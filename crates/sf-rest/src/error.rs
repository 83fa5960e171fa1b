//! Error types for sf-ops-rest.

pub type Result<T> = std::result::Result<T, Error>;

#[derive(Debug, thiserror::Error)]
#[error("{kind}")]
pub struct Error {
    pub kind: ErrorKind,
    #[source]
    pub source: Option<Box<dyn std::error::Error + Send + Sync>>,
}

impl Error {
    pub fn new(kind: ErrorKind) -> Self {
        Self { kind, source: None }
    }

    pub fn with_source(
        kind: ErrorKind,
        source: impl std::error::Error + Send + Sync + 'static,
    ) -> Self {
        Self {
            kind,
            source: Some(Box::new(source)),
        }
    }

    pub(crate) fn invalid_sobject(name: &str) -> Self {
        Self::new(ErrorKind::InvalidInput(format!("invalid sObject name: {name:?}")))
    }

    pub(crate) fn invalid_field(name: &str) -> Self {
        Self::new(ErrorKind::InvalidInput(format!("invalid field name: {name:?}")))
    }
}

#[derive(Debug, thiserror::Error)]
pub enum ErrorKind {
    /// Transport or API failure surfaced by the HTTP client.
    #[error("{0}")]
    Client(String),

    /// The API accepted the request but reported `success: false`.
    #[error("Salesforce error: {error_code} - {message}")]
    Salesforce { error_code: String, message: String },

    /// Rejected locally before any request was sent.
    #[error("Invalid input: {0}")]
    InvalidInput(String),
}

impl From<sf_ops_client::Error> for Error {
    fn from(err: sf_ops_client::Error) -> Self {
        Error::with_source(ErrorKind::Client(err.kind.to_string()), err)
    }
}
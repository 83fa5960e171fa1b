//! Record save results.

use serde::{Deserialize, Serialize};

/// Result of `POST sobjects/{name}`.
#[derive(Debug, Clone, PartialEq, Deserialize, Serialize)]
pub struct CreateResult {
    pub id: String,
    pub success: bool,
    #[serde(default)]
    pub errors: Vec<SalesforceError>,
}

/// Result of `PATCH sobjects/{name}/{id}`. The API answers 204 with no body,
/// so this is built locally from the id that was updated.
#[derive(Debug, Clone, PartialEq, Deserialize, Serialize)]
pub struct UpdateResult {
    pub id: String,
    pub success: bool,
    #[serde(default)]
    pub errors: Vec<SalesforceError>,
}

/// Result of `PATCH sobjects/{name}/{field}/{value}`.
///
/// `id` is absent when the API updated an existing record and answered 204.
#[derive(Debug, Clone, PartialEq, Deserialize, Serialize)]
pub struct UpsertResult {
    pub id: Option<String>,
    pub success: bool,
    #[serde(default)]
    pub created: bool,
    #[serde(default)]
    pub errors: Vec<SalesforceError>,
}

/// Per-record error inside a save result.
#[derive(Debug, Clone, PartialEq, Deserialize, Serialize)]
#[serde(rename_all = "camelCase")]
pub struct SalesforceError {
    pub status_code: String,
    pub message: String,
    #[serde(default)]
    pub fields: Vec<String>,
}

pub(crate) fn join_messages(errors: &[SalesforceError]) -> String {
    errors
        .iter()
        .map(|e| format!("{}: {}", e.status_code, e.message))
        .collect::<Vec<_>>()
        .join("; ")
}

---

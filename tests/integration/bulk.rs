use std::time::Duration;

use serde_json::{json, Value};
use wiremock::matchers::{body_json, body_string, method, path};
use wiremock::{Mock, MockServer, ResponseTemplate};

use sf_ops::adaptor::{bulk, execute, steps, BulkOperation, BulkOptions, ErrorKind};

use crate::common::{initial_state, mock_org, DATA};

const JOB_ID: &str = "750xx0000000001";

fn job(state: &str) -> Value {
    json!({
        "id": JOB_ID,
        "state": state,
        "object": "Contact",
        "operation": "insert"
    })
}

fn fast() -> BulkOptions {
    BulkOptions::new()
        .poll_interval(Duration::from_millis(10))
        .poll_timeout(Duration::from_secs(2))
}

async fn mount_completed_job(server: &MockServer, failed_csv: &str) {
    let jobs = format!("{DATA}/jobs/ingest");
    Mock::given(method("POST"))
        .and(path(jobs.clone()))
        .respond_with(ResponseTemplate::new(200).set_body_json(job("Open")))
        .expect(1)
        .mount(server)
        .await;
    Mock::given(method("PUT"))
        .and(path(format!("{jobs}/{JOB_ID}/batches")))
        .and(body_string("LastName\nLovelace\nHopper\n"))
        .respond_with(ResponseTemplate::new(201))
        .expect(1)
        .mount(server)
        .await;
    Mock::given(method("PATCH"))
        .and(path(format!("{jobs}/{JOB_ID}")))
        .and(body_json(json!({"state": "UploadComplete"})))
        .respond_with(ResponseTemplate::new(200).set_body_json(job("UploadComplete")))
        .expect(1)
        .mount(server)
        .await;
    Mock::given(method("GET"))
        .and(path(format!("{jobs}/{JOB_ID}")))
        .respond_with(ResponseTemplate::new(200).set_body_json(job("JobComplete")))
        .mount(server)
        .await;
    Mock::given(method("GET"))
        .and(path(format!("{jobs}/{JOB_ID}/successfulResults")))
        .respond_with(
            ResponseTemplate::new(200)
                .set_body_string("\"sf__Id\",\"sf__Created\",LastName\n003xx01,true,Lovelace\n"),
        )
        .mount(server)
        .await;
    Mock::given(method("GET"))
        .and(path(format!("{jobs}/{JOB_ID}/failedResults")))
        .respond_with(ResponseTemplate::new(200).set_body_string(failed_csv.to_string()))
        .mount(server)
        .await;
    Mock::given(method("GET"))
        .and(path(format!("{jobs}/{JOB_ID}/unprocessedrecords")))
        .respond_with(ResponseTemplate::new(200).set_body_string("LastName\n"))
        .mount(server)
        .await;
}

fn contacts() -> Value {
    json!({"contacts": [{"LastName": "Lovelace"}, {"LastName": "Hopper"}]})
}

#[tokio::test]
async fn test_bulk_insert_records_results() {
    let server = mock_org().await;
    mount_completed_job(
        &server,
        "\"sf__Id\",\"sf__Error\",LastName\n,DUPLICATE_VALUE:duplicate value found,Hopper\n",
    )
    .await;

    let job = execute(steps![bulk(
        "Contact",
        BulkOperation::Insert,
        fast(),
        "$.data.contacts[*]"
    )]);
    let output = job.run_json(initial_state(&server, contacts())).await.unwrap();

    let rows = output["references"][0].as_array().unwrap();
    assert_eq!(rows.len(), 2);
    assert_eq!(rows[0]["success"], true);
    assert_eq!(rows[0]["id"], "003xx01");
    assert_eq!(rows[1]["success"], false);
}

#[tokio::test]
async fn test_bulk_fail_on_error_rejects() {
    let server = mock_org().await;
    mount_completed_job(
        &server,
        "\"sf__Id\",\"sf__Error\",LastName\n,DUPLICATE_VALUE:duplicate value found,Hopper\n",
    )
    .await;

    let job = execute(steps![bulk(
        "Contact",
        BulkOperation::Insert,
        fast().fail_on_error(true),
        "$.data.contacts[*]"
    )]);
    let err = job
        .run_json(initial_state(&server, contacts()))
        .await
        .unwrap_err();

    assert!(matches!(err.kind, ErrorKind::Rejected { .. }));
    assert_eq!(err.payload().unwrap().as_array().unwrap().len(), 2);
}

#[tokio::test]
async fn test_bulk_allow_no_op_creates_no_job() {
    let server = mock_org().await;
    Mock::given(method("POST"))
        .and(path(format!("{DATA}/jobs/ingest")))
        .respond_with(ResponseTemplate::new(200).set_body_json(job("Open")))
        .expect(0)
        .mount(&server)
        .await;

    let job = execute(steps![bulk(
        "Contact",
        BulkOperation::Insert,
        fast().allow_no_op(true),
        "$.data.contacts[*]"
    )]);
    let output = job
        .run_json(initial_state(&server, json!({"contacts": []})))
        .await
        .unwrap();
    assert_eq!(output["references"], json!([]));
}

• Your assignment: Go through the lines above. Select every one that has the string "PATCH".

• Answer to this task:
/// Result of `PATCH sobjects/{name}/{id}`. The API answers 204 with no body,
/// Result of `PATCH sobjects/{name}/{field}/{value}`.
    Mock::given(method("PATCH"))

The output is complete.